The 60 parkrunners and volunteers who turned up for the 116th Roosevelt Island parkrun dodged overnight snowstorms and traffic disruption because of the Rock’n Roll marathon taking place across the river.


Of course, the highlight of the day was the celebration of Michelle McCarten’s fiftieth parkrun! Michelle, helped by Ian Jerome arrived with specially printed T-shirts, a large event photo frame, and ‘50’ reminders for all to pin to running vests.  Well done Michelle, you were special today and, because of you, we all benefitted from one of Joyce’s special cholate cakes (to complement chocolate Koalas from Deb Shuffler).



Who was there:

But there was much more.  Run #116 attracted 10 RI registered first-timers in addition to the 31 RI regulars who had run the island before.  In addition, there were 17 tourists: 8 from the UK, 1 from Australia, and 8 from other US events (Anacostia (3), College Park, Deep Run, Fletcher’s Cove, and Durham NC).  This mix made for a rich blend of parkrun experience, promoting much pre-and post-run chatter. We should also add that our barcode scanner Wendy Law hailed from Australia. Wendy, thanks so much for helping us out.  And, one barkrunner led John Kendra round the course, taking 2 minutes off his usual time – good to have you back John!

RI gold:

We are always keen to welcome RI registered first-timers.  We trust you enjoyed your time with us and will build this into your regular Saturday morning routine.  Of the 31 RI regulars, 11 have each run fewer than 10 runs, 13 have 10-30 runs, and 7 have more than 30 runs. We expect the number of regulars to grow as more taste a regular RI Saturday morning island parkrun.

Muddy trails:

Weather-wise, it has been a miserable winter, and our precious Roosevelt Island, which is highly sensitive to wet weather, has suffered.  Parts of our trails have been closed because of serious ponding, or because our boardwalk has become wet and slippery. However, luckily, by 9 o’clock each Saturday morning, with a very few exceptions, the weather has been dry and there is always an alternative 5K island course for everyone to enjoy.  This week, rain and snow were forecast for Friday afternoon and night and duly dumped more water on our already saturated course. However, our early morning inspection confirmed that the normal course could be run, with all being given the appropriate warning on safe running during the RD briefing. As for last week’s run, all runners needed to negotiate a fallen tree that lay across the Upland Trail – due warnings were given, and it appears that all enjoyed steeple-chasing this minor obstacle.


Fallen tree and muddy trails did not stand in the way of PBs.  Seven PBs were achieved by runners with less than 10 RI appearances.  Congratulations to Kevin, Michael, Kira, Frithjov, Rebecca, Mary, and Nilima from RI and also to Sarah and Marie from Anacostia parkrun who had run RI previously (see the results tab at http://www.parkrun.us/rooseveltislanddc/).

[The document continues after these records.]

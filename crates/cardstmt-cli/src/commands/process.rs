//! Process command - extract fields from a single statement.

use std::fs;
use std::path::{Path, PathBuf};
use std::time::Instant;

use anyhow::Context;
use clap::Args;
use console::style;
use tracing::info;

use cardstmt_core::{ResultRecord, StatementProcessor};

use crate::output;

/// Arguments for the process command.
#[derive(Args)]
pub struct ProcessArgs {
    /// Statement PDF
    #[arg(required = true)]
    input: PathBuf,

    /// Password for an encrypted statement
    #[arg(long)]
    password: Option<String>,

    /// Output file (default: stdout)
    #[arg(short, long)]
    output: Option<PathBuf>,

    /// Output format
    #[arg(short, long, value_enum, default_value = "json")]
    format: OutputFormat,
}

#[derive(Clone, Copy, Debug, clap::ValueEnum)]
pub enum OutputFormat {
    /// JSON output
    Json,
    /// CSV output
    Csv,
    /// Plain text summary
    Text,
}

pub async fn run(args: ProcessArgs, config_path: Option<&Path>) -> anyhow::Result<()> {
    let start = Instant::now();

    let mut config = super::load_config(config_path)?;
    if let Some(password) = &args.password {
        config.pdf.password = password.clone();
    }
    config.validate()?;

    if !args.input.exists() {
        anyhow::bail!("Input file not found: {}", args.input.display());
    }

    let processor = StatementProcessor::from_config(&config);
    let record = processor
        .process(&args.input, &config.pdf.password)
        .with_context(|| format!("Failed to process {}", args.input.display()))?;

    info!("Processed {} in {:?}", args.input.display(), start.elapsed());

    let content = format_record(&record, args.format)?;

    if let Some(output_path) = &args.output {
        fs::write(output_path, &content)?;
        eprintln!(
            "{} Output written to {}",
            style("✓").green(),
            output_path.display()
        );
    } else {
        println!("{}", content.trim_end());
    }

    Ok(())
}

fn format_record(record: &ResultRecord, format: OutputFormat) -> anyhow::Result<String> {
    match format {
        OutputFormat::Json => Ok(serde_json::to_string_pretty(record)?),
        OutputFormat::Csv => output::format_csv(std::slice::from_ref(record)),
        OutputFormat::Text => Ok(format_record_text(record)),
    }
}

fn format_record_text(record: &ResultRecord) -> String {
    let mut out = String::new();

    let bank = record.bank.map(|b| b.to_string()).unwrap_or_else(|| "-".to_string());
    out.push_str(&format!("Statement: {}\n", record.source_file));
    out.push_str(&format!("Bank: {}\n", bank));
    out.push('\n');

    for (name, value) in record.fields.entries() {
        out.push_str(&format!("  {:<24}{}\n", name, value.unwrap_or("-")));
    }

    if let Some(error) = &record.error {
        out.push_str(&format!("\nError: {}\n", error));
    }

    out
}

#[cfg(test)]
mod tests {
    use super::*;
    use cardstmt_core::{BankId, FieldRecord};

    #[test]
    fn test_text_format_lists_every_field() {
        let record = ResultRecord::new(
            BankId::Bank3,
            FieldRecord {
                last4: Some("8007".to_string()),
                ..FieldRecord::absent()
            },
            "icici.pdf",
        );

        let text = format_record_text(&record);

        assert!(text.contains("Bank: bank3"));
        assert!(text.contains("last4"));
        assert!(text.contains("8007"));
        assert_eq!(text.lines().filter(|line| line.ends_with(" -")).count(), 4);
        for name in FieldRecord::FIELD_NAMES {
            assert!(text.contains(name), "{name} missing");
        }
    }

    #[test]
    fn test_csv_format_single_record() {
        let record = ResultRecord::new(BankId::Unknown, FieldRecord::absent(), "other.pdf");
        let csv = format_record(&record, OutputFormat::Csv).unwrap();

        assert!(csv.starts_with("bank,last4,"));
        assert!(csv.contains("unknown,,,,other.pdf,,"));
    }
}
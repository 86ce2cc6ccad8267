//! Mapping from bank identifiers to field extraction templates.

use std::collections::HashMap;

use super::banks::{Bank1Template, Bank2Template, Bank3Template, Bank4Template, Bank5Template};
use super::StatementTemplate;
use crate::models::record::{BankId, FieldRecord};

/// Registry of statement templates keyed by bank.
pub struct TemplateRegistry {
    templates: HashMap<BankId, Box<dyn StatementTemplate>>,
}

impl TemplateRegistry {
    /// An empty registry.
    pub fn empty() -> Self {
        Self {
            templates: HashMap::new(),
        }
    }

    /// Registry with the five built-in templates.
    pub fn builtin() -> Self {
        Self::empty()
            .with(Box::new(Bank1Template))
            .with(Box::new(Bank2Template))
            .with(Box::new(Bank3Template))
            .with(Box::new(Bank4Template))
            .with(Box::new(Bank5Template))
    }

    /// Add a template, builder style.
    pub fn with(mut self, template: Box<dyn StatementTemplate>) -> Self {
        self.register(template);
        self
    }

    /// Add or replace the template for its bank.
    pub fn register(&mut self, template: Box<dyn StatementTemplate>) -> Option<Box<dyn StatementTemplate>> {
        self.templates.insert(template.bank(), template)
    }

    pub fn get(&self, bank: BankId) -> Option<&dyn StatementTemplate> {
        self.templates.get(&bank).map(|t| t.as_ref())
    }

    pub fn contains(&self, bank: BankId) -> bool {
        self.templates.contains_key(&bank)
    }

    pub fn len(&self) -> usize {
        self.templates.len()
    }

    pub fn is_empty(&self) -> bool {
        self.templates.is_empty()
    }

    /// Run the template registered for `bank`; all fields absent if none is.
    pub fn extract(&self, bank: BankId, text: &str) -> FieldRecord {
        self.get(bank)
            .map(|template| template.extract_fields(text))
            .unwrap_or_default()
    }
}

impl Default for TemplateRegistry {
    fn default() -> Self {
        Self::builtin()
    }
}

And a big thank you to all our volunteers: Joyce Adams (tail-walker, etc., & cake); Michael Bevers (set-up & close-down); Jesper Frant (finish tokens); Mary Langan (finish tokens sorter); Wendy Law (barcode scanner); Tony San (timekeeper); Erik Witzel (set-up); Marianne Terrot and Victor Kralj (tail walkers); and Jason Kralj (timekeeper).

Volunteers PLUS:

This week, with many of our regulars out of town, it was challenging to get a full team of volunteers. Many local runners have stepped up to volunteer, and we are extremely grateful. However, largely because of our small size, there is a continuous need for parkrunners to pitch in.  In particular, we would welcome hearing from any of the more experienced parkrunners who would like to take on the responsibilities of Run Director. If you are interested, drop us a note at rooseveltislanddc@parkrun.com.  It is a rewarding activity, even in adverse weather.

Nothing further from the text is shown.